This is a short supplemental note to Porter’s article “How Competitive Forces Shape Strategy”. This material is covered in Chapter 3 of your book.

In general, when analyzing industry competitiveness, start by identifying your focal industry. This goes at the center of the five forces picture. When thinking about bargaining power of buyers, the buyers are those individuals or firms that buy the finished product of the firms in the main industry. When thinking about bargaining power of suppliers, the suppliers are those firms that supply inputs (parts, raw materials, software, components...) to the firms in the main industry. Intra-industry rivalry is the extent of rivalry between the existing firms in the main industry. The figure below may help clarify this further.

[pic]
Let’s ignore the threat of substitute products and services for the time being.
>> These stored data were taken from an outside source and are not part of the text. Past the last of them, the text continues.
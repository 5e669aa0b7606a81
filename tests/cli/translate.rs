use anyhow::{Context, Result};
use insta_cmd::assert_cmd_snapshot;
use pretty_assertions::assert_eq;
use serde_json::{Value, json};

use crate::{CliTest, stderr, stdout};

const DASHBOARD: &str =
    r#"{"slug":"dash1","widgets":[{"type":"table","description":"Resumen de ventas"}]}"#;

const EXPECTED: &str = r#"{
  "i18n": {
    "es": {
      "dash1-resumen-ventas": "Resumen de ventas"
    }
  },
  "slug": "dash1",
  "widgets": [
    {
      "description": "dash1-resumen-ventas",
      "type": "table"
    }
  ]
}
"#;

fn parse(content: &str) -> Result<Value> {
    serde_json::from_str(content).context("output should be valid JSON")
}

#[test]
fn test_missing_input_prints_usage() -> Result<()> {
    let test = CliTest::new()?;

    insta::with_settings!({filters => vec![
        (r"(?s)\n\nArguments:.*\n----- stderr -----", "\n\n[ARGUMENTS]\n----- stderr -----"),
    ]}, {
        assert_cmd_snapshot!(test.command(), @r"
        success: false
        exit_code: 1
        ----- stdout -----
        Replace hardcoded dashboard literals with generated i18n labels

        Usage: dashi18n [OPTIONS] [INPUT] [OUTPUT]

        [ARGUMENTS]
        ----- stderr -----
        ");
    });
    Ok(())
}
#[test]
fn test_translate_to_stdout() -> Result<()> {
    let test = CliTest::with_file("dashboard.json", DASHBOARD)?;
    let mut cmd = test.command();
    cmd.arg("dashboard.json");

    assert_cmd_snapshot!(cmd, @r#"
    success: true
    exit_code: 0
    ----- stdout -----
    {
      "i18n": {
        "es": {
          "dash1-resumen-ventas": "Resumen de ventas"
        }
      },
      "slug": "dash1",
      "widgets": [
        {
          "description": "dash1-resumen-ventas",
          "type": "table"
        }
      ]
    }

    ----- stderr -----
    "#);
    Ok(())
}
#[test]
fn test_translate_to_output_file() -> Result<()> {
    let test = CliTest::with_file("dashboard.json", DASHBOARD)?;
    let output = test.run(&["dashboard.json", "out/translated.json"])?;
    assert_eq!(output.status.code(), Some(2));
    assert!(!test.root().join("out/translated.json").exists());

    let output = test.run(&["dashboard.json", "translated.json"])?;
    assert_eq!(output.status.code(), Some(0), "{}", stderr(&output));
    assert_eq!(stdout(&output), "");
    assert_eq!(test.read_file("translated.json")?, EXPECTED);
    assert_eq!(test.read_file("dashboard.json")?, DASHBOARD);
    Ok(())
}

#[test]
fn test_second_run_is_identical() -> Result<()> {
    let test = CliTest::with_file(
        "ventas.json",
        r#"{
  "slug": "ventas",
  "name": "Panel de ventas",
  "widgets": [
    {"type": "timeseries", "conf": {"title": "Evolución mensual de las ventas por zona", "lines": [{"label": "Total"}, {"label": "total"}]}},
    {"type": "table", "conf": {"columns": [{"name": "Total"}]}}
  ],
  "i18n": {"en": {}}
}"#,
    )?;

    let first = test.run(&["ventas.json", "once.json"])?;
    assert_eq!(first.status.code(), Some(0), "{}", stderr(&first));
    let second = test.run(&["once.json", "twice.json"])?;
    assert_eq!(second.status.code(), Some(0), "{}", stderr(&second));

    let once = test.read_file("once.json")?;
    assert_eq!(test.read_file("twice.json")?, once);

    let doc = parse(&once)?;
    assert_eq!(doc["name"], "ventas-panel-ventas");
    assert_eq!(doc["widgets"][0]["conf"]["title"], "ventas-text-e0ff");
    assert_eq!(doc["widgets"][0]["conf"]["lines"][1]["label"], "ventas-total-9949");
    assert_eq!(doc["i18n"]["en"], json!({}));
    Ok(())
}

#[test]
fn test_secondary_translations_follow_new_labels() -> Result<()> {
    let test = CliTest::with_file(
        "panel.json",
        r#"{
  "slug": "panel",
  "name": "old-name",
  "i18n": {
    "es": {"old-name": "Cuadro de mando", "old-gone": "Ya no existe"},
    "en": {"old-name": "Dashboard", "old-gone": "Gone", "old-orphan": "Orphan"}
  }
}"#,
    )?;
    let output = test.run(&["panel.json"])?;

    assert_eq!(output.status.code(), Some(0), "{}", stderr(&output));
    let doc = parse(&stdout(&output))?;
    assert_eq!(doc["name"], "panel-cuadro-mando");
    assert_eq!(
        doc["i18n"],
        json!({
            "en": {"panel-cuadro-mando": "Dashboard"},
            "es": {"panel-cuadro-mando": "Cuadro de mando"}
        })
    );

    let warnings = stderr(&output);
    assert!(warnings.contains("old-gone"), "{}", warnings);
    assert!(warnings.contains("old-orphan"), "{}", warnings);
    Ok(())
}

#[test]
fn test_strict_fails_on_orphaned_translation() -> Result<()> {
    let test = CliTest::with_file(
        "panel.json",
        r#"{"name": "Panel", "i18n": {"es": {}, "en": {"old-orphan": "Orphan"}}}"#,
    )?;
    let mut cmd = test.command();
    cmd.args(["--strict", "panel.json", "out.json"]);

    assert_cmd_snapshot!(cmd, @r#"
    success: false
    exit_code: 2
    ----- stdout -----

    ----- stderr -----
    Error: Failed to translate panel.json: Translation "old-orphan" in language "en" has no entry in primary language "es"
    "#);
    assert!(!test.root().join("out.json").exists());
    Ok(())
}
#[test]
fn test_invalid_json_is_fatal() -> Result<()> {
    let test = CliTest::with_file("broken.json", r#"{"slug": "x", "#)?;
    let mut cmd = test.command();
    cmd.args(["broken.json", "out.json"]);

    insta::with_settings!({filters => vec![
        (r"(Failed to parse JSON: broken\.json): .*", "$1: [PARSE ERROR]"),
    ]}, {
        assert_cmd_snapshot!(cmd, @r"
        success: false
        exit_code: 2
        ----- stdout -----

        ----- stderr -----
        Error: Failed to parse JSON: broken.json: [PARSE ERROR]
        ");
    });
    assert!(!test.root().join("out.json").exists());
    Ok(())
}
#[test]
fn test_missing_input_file_is_fatal() -> Result<()> {
    let test = CliTest::new()?;
    let output = test.run(&["missing.json"])?;

    assert_eq!(output.status.code(), Some(2));
    assert!(stderr(&output).contains("Failed to read file"), "{}", stderr(&output));
    Ok(())
}

#[test]
fn test_config_file_is_applied() -> Result<()> {
    let test = CliTest::with_file(
        "dashboards/sales.json",
        r#"{"name": "Sales by region", "footer": "Own source"}"#,
    )?;
    test.write_file(
        ".dashi18nrc.json",
        r#"{"primaryLocale": "en", "stopwords": ["by"], "extraPaths": ["$.footer"]}"#,
    )?;
    let output = test.run(&["dashboards/sales.json"])?;

    assert_eq!(output.status.code(), Some(0), "{}", stderr(&output));
    let doc = parse(&stdout(&output))?;
    assert_eq!(doc["name"], "sales-sales-region");
    assert_eq!(doc["footer"], "sales-own-source");
    assert_eq!(
        doc["i18n"],
        json!({"en": {"sales-sales-region": "Sales by region", "sales-own-source": "Own source"}})
    );
    Ok(())
}

#[test]
fn test_primary_locale_flag_overrides_config() -> Result<()> {
    let test = CliTest::with_file("p.json", r#"{"name": "Panel"}"#)?;
    test.write_file(".dashi18nrc.json", r#"{"primaryLocale": "en"}"#)?;
    let output = test.run(&["--primary-locale", "ca", "p.json"])?;

    assert_eq!(output.status.code(), Some(0), "{}", stderr(&output));
    let doc = parse(&stdout(&output))?;
    assert_eq!(doc["i18n"], json!({"ca": {"p-panel": "Panel"}}));
    Ok(())
}

#[test]
fn test_invalid_config_is_fatal() -> Result<()> {
    let test = CliTest::with_file("p.json", r#"{"name": "Panel"}"#)?;
    test.write_file(".dashi18nrc.json", r#"{"extraPaths": ["footer"]}"#)?;
    let output = test.run(&["p.json"])?;

    assert_eq!(output.status.code(), Some(2));
    assert!(stderr(&output).contains("extraPaths"), "{}", stderr(&output));
    Ok(())
}

#[test]
fn test_verbose_prints_summary() -> Result<()> {
    let test = CliTest::with_file("dashboard.json", DASHBOARD)?;
    let mut cmd = test.command();
    cmd.args(["-v", "dashboard.json", "translated.json"]);

    assert_cmd_snapshot!(cmd, @r#"
    success: true
    exit_code: 0
    ----- stdout -----

    ----- stderr -----
    debug: $.widgets[0].description = "Resumen de ventas" -> dash1-resumen-ventas
    ✓ dashboard.json: 1 literal replaced with 1 label
      prefix: dash1
      written to translated.json
    "#);
    assert_eq!(test.read_file("translated.json")?, EXPECTED);
    Ok(())
}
For example, if one were analyzing the auto industry, the picture would look something like the one on the following page.

[pic]

Similarly, if we were analyzing the PC industry, then: • The focal industry would be PC manufacturing • The existing firms in the main industry would be Dell, Hewlett-Packard, IBM and so on • The suppliers would be Intel (microprocessors), Microsoft (operating systems), Rambus (memory chips) and so on, who supply these inputs to the firms in the PC manufacturing business. • The buyers would be PC users like you and I, and corporate customers like NYU (who buys lots of PCs from Dell)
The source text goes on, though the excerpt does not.